Sempre que venho para Sao Paulo sou agraciado com alguma “denúncia” contra alguma figura pública.
Desta vez nao foi diferente. Um bem informado trouxe a denúncia de que um deputado federal comprou dois iates, cada um pelo valor de R$ 3 milhoes. O tal deputado (nao direi o nome para nao perpetuar o boato) é um exemplo de batalha pela vida pública, um sobrevivente da política brasileira.
Diante disso, digo: se tem tal informaçao, com provas, nao é a mim que tem que dizer. Deve ir para o Ministério Público, Corregedoria da Câmara ou a imprensa. Entao vem a frase: “Ah, foi um amigo que me contou, que tem um gerente amigo do amigo de uma empresa”. Pronto, o estrago da imagem foi feito.

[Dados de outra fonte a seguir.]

//! Market Oracle: AI stock-pick competition server.
//!
//! Entry point. Loads configuration, initialises structured logging,
//! opens the database, registers the configured models, then runs the
//! HTTP API alongside the generation/outcome scheduler with graceful
//! shutdown on Ctrl+C.

use anyhow::Result;
use chrono::Utc;
use std::sync::Arc;
use std::time::Duration;
use tokio::sync::watch;
use tracing::{error, info, warn};

use market_oracle::config::AppConfig;
use market_oracle::dashboard::{self, routes::AppContext, routes::AppState};
use market_oracle::data::finnhub::FinnhubClient;
use market_oracle::engine::generator::sync_models;
use market_oracle::engine::leaderboard::recompute_all;
use market_oracle::engine::ModelEntry;
use market_oracle::llm::build_generator;
use market_oracle::storage::Store;

const BANNER: &str = r#"
 __  __            _        _      ___                 _
|  \/  | __ _ _ __| | _____| |_   / _ \ _ __ __ _  ___| | ___
| |\/| |/ _` | '__| |/ / _ \ __| | | | | '__/ _` |/ __| |/ _ \
| |  | | (_| | |  |   <  __/ |_  | |_| | | | (_| | (__| |  __/
|_|  |_|\__,_|_|  |_|\_\___|\__|  \___/|_|  \__,_|\___|_|\___|

  Weekly AI stock-pick competition
"#;

#[tokio::main]
async fn main() -> Result<()> {
    // Load .env file if present (non-fatal if missing)
    let _ = dotenv::dotenv();

    let config_path = std::env::var("MARKET_ORACLE_CONFIG").unwrap_or_else(|_| "config.toml".into());
    let cfg = AppConfig::load(&config_path)?;

    init_logging();

    println!("{BANNER}");
    info!(
        config = %config_path,
        port = cfg.server.port,
        models = cfg.models.len(),
        scheduler = cfg.scheduler.enabled,
        "Market Oracle starting up"
    );

    // -- Storage ---------------------------------------------------------

    let store = Store::connect(&cfg.database.url, cfg.database.max_connections).await?;
    sync_models(&store, &cfg.models).await?;

    // -- Models ----------------------------------------------------------

    let mut models = Vec::new();
    for model in &cfg.models {
        match build_generator(model, AppConfig::resolve_secret(&model.api_key_env)) {
            Ok(Some(client)) => {
                info!(model = %model.id, provider = %model.provider, "Model enabled");
                models.push(ModelEntry::new(model, client));
            }
            Ok(None) => warn!(model = %model.id, env = %model.api_key_env, "No API key; model skipped"),
            Err(e) => error!(model = %model.id, error = %e, "Model client failed to initialise; skipped"),
        }
    }
    if models.is_empty() {
        warn!("No models enabled; pick generation and scenarios will have nothing to call");
    }

    // -- Services --------------------------------------------------------

    let finnhub = Arc::new(FinnhubClient::new(AppConfig::resolve_secret(&cfg.data_sources.finnhub_key_env))?);
    if !finnhub.is_configured() {
        warn!("Finnhub key not set; quotes unavailable, outcomes and trades will fail");
    }
    let state: AppState = Arc::new(AppContext::new(cfg.clone(), store, models, finnhub)?);

    // -- Run -------------------------------------------------------------

    let (shutdown_tx, shutdown_rx) = watch::channel(false);

    let mut tasks = Vec::new();
    if cfg.scheduler.enabled {
        tasks.push(tokio::spawn(generation_loop(
            state.clone(),
            Duration::from_secs(cfg.scheduler.generation_interval_secs.max(60)),
            shutdown_rx.clone(),
        )));
        tasks.push(tokio::spawn(outcome_loop(
            state.clone(),
            Duration::from_secs(cfg.scheduler.outcome_interval_secs.max(60)),
            shutdown_rx.clone(),
        )));
        info!(
            generation_secs = cfg.scheduler.generation_interval_secs,
            outcome_secs = cfg.scheduler.outcome_interval_secs,
            "Scheduler started"
        );
    }

    let mut server_rx = shutdown_rx.clone();
    let server = tokio::spawn(dashboard::serve(state, cfg.server.port, async move {
        let _ = server_rx.wait_for(|stop| *stop).await;
    }));

    info!("Press Ctrl+C to stop.");
    tokio::signal::ctrl_c().await?;
    info!("Shutdown signal received.");
    let _ = shutdown_tx.send(true);

    for task in tasks {
        if let Err(e) = task.await {
            error!(error = %e, "Scheduler task panicked");
        }
    }
    match server.await {
        Ok(Err(e)) => error!(error = %e, "Server stopped with error"),
        Err(e) => error!(error = %e, "Server task panicked"),
        Ok(Ok(())) => {}
    }

    info!("Market Oracle shut down cleanly.");
    Ok(())
}

/// Weekly pick generation. The first tick fires immediately; re-runs within
/// a week are no-ops.
async fn generation_loop(state: AppState, every: Duration, mut shutdown: watch::Receiver<bool>) {
    let mut interval = tokio::time::interval(every);
    loop {
        tokio::select! {
            _ = interval.tick() => {
                match state.generator.run_generation(Utc::now()).await {
                    Ok(report) => info!(
                        week = report.week_number,
                        created = report.picks_created,
                        errors = report.errors.len(),
                        "Scheduled generation finished"
                    ),
                    Err(e) => error!(error = %e, "Scheduled generation failed; continuing"),
                }
            }
            _ = shutdown.changed() => break,
        }
    }
}

/// Outcome tracking followed by a leaderboard recompute.
async fn outcome_loop(state: AppState, every: Duration, mut shutdown: watch::Receiver<bool>) {
    let mut interval = tokio::time::interval(every);
    loop {
        tokio::select! {
            _ = interval.tick() => {
                match state.tracker.process_expired(Utc::now()).await {
                    Ok(report) if report.processed > 0 => {
                        if let Err(e) = recompute_all(&state.store).await {
                            error!(error = %e, "Leaderboard recompute failed");
                        }
                    }
                    Ok(_) => {}
                    Err(e) => error!(error = %e, "Scheduled outcome processing failed; continuing"),
                }
            }
            _ = shutdown.changed() => break,
        }
    }
}

/// Initialise the `tracing` subscriber.
fn init_logging() {
    use tracing_subscriber::{fmt, EnvFilter};

    let env_filter = EnvFilter::try_from_default_env()
        .unwrap_or_else(|_| EnvFilter::new("market_oracle=info,tower_http=info"));

    let json_logging = std::env::var("MARKET_ORACLE_LOG_JSON").is_ok();

    if json_logging {
        fmt()
            .json()
            .with_env_filter(env_filter)
            .with_target(true)
            .with_thread_ids(true)
            .init();
    } else {
        fmt()
            .with_env_filter(env_filter)
            .with_target(true)
            .init();
    }
}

Quem repassa as informaçoes tem a ilusao de que é bem informado, por que recebeu de alguém que pensa a mesma coisa. É o boato baseado no poder…
Quem está acima, e tem mais dinheiro e contatos, tem a “credibilidade” para saber mais e melhor. Essa é uma das fontes de boato. Encerro com o mesmo que disse ao boateiro: se a informaçao for real, você também é conivente por nao denunciar. Isso é corruçao passiva, prevista em lei.
P.S. Obrigado a Débora Pinheiro por recolher todos esses SMS e publicar por mim. Estou em Ilha Comprida, sem conexao. Até o ano que vem.